Colorful comfort

Bouquet of fragrant flowers highlight area garden

When Donna Masoner and Charles Jones moved their family from an established urban neighborhood with mature trees in Kansas City to 20 acres in the rural countryside east of Lawrence, they quickly became surprised.

For one, heavy clay carpeted the land, not the loamy soil they were used to in their garden. Then, there was the wind, made even more noticeable as it whipped up the rise of land on which their home sat.

“The wind dries everything out,” Masoner noted.

Masoner was undaunted, though.
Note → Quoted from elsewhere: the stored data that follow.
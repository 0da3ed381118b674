//! Thumbnail cache
//!
//! Rendered first-page JPEGs keyed by document fingerprint. A thumbnail can
//! only be produced for a document already present in the [`DocumentCache`].

use std::collections::HashMap;
use std::sync::Arc;

use bytes::Bytes;
use tokio::sync::RwLock;

use crate::archive::{ArchiveError, ArchiveResult};
use crate::fingerprint::Fingerprint;
use crate::pdf::{encode_jpeg, PdfEngine, DEFAULT_JPEG_QUALITY};

use super::documents::DocumentCache;

/// Default render resolution of thumbnails
pub const DEFAULT_THUMBNAIL_DPI: f32 = 300.0;

/// Render parameters shared by every thumbnail
#[derive(Debug, Clone, Copy, PartialEq)]
pub struct ThumbnailSettings {
    pub dpi: f32,
    pub jpeg_quality: u8,
}

impl Default for ThumbnailSettings {
    fn default() -> Self {
        Self {
            dpi: DEFAULT_THUMBNAIL_DPI,
            jpeg_quality: DEFAULT_JPEG_QUALITY,
        }
    }
}

/// Thread-safe fingerprint → JPEG map with lazy rendering
#[derive(Clone)]
pub struct ThumbnailCache {
    thumbnails: Arc<RwLock<HashMap<Fingerprint, Bytes>>>,
    engine: Arc<dyn PdfEngine>,
    settings: ThumbnailSettings,
}

impl ThumbnailCache {
    pub fn new(engine: Arc<dyn PdfEngine>, settings: ThumbnailSettings) -> Self {
        Self {
            thumbnails: Arc::new(RwLock::new(HashMap::new())),
            engine,
            settings,
        }
    }

    /// Get a cached thumbnail
    pub async fn lookup(&self, id: Fingerprint) -> Option<Bytes> {
        let thumbnails = self.thumbnails.read().await;
        thumbnails.get(&id).cloned()
    }

    /// Return the thumbnail of `id`, rendering and caching it on first use
    ///
    /// Fails with [`ArchiveError::UnknownDocument`] without any PDF I/O when
    /// the document has not been listed yet. Render and encode failures are
    /// not cached, the next request retries.
    pub async fn get_or_render(
        &self,
        id: Fingerprint,
        documents: &DocumentCache,
    ) -> ArchiveResult<Bytes> {
        if let Some(data) = self.lookup(id).await {
            return Ok(data);
        }

        let record = documents
            .lookup(id)
            .await
            .ok_or(ArchiveError::UnknownDocument(id))?;

        tracing::debug!("Rendering thumbnail of {}", record.path.display());
        let engine = Arc::clone(&self.engine);
        let settings = self.settings;
        let path = record.path.clone();
        let data = tokio::task::spawn_blocking(move || {
            let doc = engine.open(&path).map_err(|e| ArchiveError::pdf(&path, e))?;
            let image = doc
                .page(0)
                .and_then(|page| page.render(settings.dpi))
                .map_err(|e| ArchiveError::pdf(&path, e))?;
            encode_jpeg(&image, settings.jpeg_quality).map_err(|e| ArchiveError::pdf(&path, e))
        })
        .await??;

        let data = Bytes::from(data);
        {
            let mut thumbnails = self.thumbnails.write().await;
            thumbnails.insert(id, data.clone());
        }
        tracing::debug!(
            "Cached thumbnail of {} ({} bytes)",
            record.path.display(),
            data.len()
        );

        Ok(data)
    }

    pub async fn len(&self) -> usize {
        self.thumbnails.read().await.len()
    }

    pub async fn is_empty(&self) -> bool {
        self.thumbnails.read().await.is_empty()
    }
}
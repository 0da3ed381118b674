//! PDF archive indexing
//!
//! An archive is a root directory with one subdirectory per category and PDF
//! documents directly inside each category:
//!
//! ```text
//! <root>/
//!   invoices/2021_03_04_10_15_30_acme.pdf
//!   invoices/2021_04_01_09_00_00_acme.pdf
//!   letters/bank.pdf
//!   .trash/        (hidden, ignored)
//! ```
//!
//! [`ArchiveService`] ties the [`ArchiveScanner`], the [`MetadataExtractor`]
//! and the caches together into listings and thumbnails.

mod error;
mod extract;
mod scanner;
mod service;
mod types;

pub use error::{ArchiveError, ArchiveResult};
pub use extract::{parse_filename_timestamp, read_record, MetadataExtractor};
pub use scanner::{ArchiveScanner, DOCUMENT_SUFFIX};
pub use service::{sort_by_file_date, ArchiveOptions, ArchiveService, DEFAULT_EXTRACT_CONCURRENCY};
pub use types::{Category, CategoryInfo, DocumentRecord};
Her gardening efforts were undertaken by trial and error and plenty of experimentation.

“I can’t tell you all the things I have tried that didn’t work,” she confessed.

One year, hardy hibiscus fell prey to grasshoppers. And a somewhat thin wisteria vine climbs a post on the back deck, though it has yet to bloom, even after seven years.

Nonetheless, her garden is filled with other Kansas hardy plants, everything from Annabelle hydrangea with balls of white flowers to poppy mallow with delicate deep pink blooms. The tall white blooms of yucca plants flag the entrance to the driveway.

The garden at the front entrance to the home is delightful. A split rail fence encloses this entry garden. “I wanted it to be a cottage type garden,” Masoner said. “It felt kind of bare walking to the front door.”

A bouquet of colorful and fragrant flowers now welcomes visitors. Floribunda and shrub roses of varying colors and sizes are the mainstays.

Donna Masoner deadheads her Clematis vine in a garden patch in her front yard. Masoner's garden features Annabelle hydrangea with huge balls of white flowers to poppy mallow with delicate deep pink blooms. I

“I don’t do hybrid teas because I don’t want to do the sprays,” she explained.

Although many people argue that roses are picky, so is this gardener.

“If it doesn’t say ‘disease resistant,’ I won’t buy it,” she said.

Like most cottage gardens, this one is filled with a delicate color palate. Lovely purple clematis vines drape over one corner of the fence. The yellow Golden Years and pink Mystic roses grow among purple salvia and yellow yarrow.

As beautiful as each individual flower is in the garden, she felt the colors of pinks, yellows and blues lacked punch. Her initial dissatisfaction with the color scheme made her experiment. The silver foliage of two artemesias, which have grown to considerable size, was the right touch. “That’s what I really needed,” she said. “It brought out all the colors.”

“When I first started (to garden), I was interested in color and bloom,” she said. While color and bloom remain important to her, Masoner has become intrigued with the texture, size and shape of plants. One plant, Petasites japonicus has large saucer-shaped leaves, grows in a little nook under a raised deck and is quite eye-catching. “I can’t wait to see what becomes of interest to me next,” she said. “I have an idea it will be shrubbery.”

“I hadn’t realized how much they (shrubs and trees) add to the garden,” she said after finding inspiration in the use of shrubs and trees at the Missouri Botanical Gardens in St. Louis. She described trees and shrubbery as the backbone of the garden.

Two curved gardens round out the edges of the back garden. Just beyond these gardens the landscape swoops downhill to the lake. Beyond the lake, vast stretches of field roll to the horizon. “I wanted more of a sense of enclosure with these two beds,” she explained. “I have the view and a sense of protection to the lake.”

“There’s Baby,” she said, pointing to a horse grazing in the distance. “He’s my biggest help for my flower beds.” The help comes in the form of manure, gathered by her teenage children.

A butterfly visits a Liatris Kobold in Donna Masoner's garden.

Masoner enjoyed visiting other people’s gardens.

“It’s interesting how gardens can be so different and so interesting,” she noted. “I encourage people to go on tours. You get so many ideas.”

Masoner’s gardening experience has moved from experimentation to joy.

“The garden is where I can really be present with myself. I can focus,” she exclaimed. “I just love it.”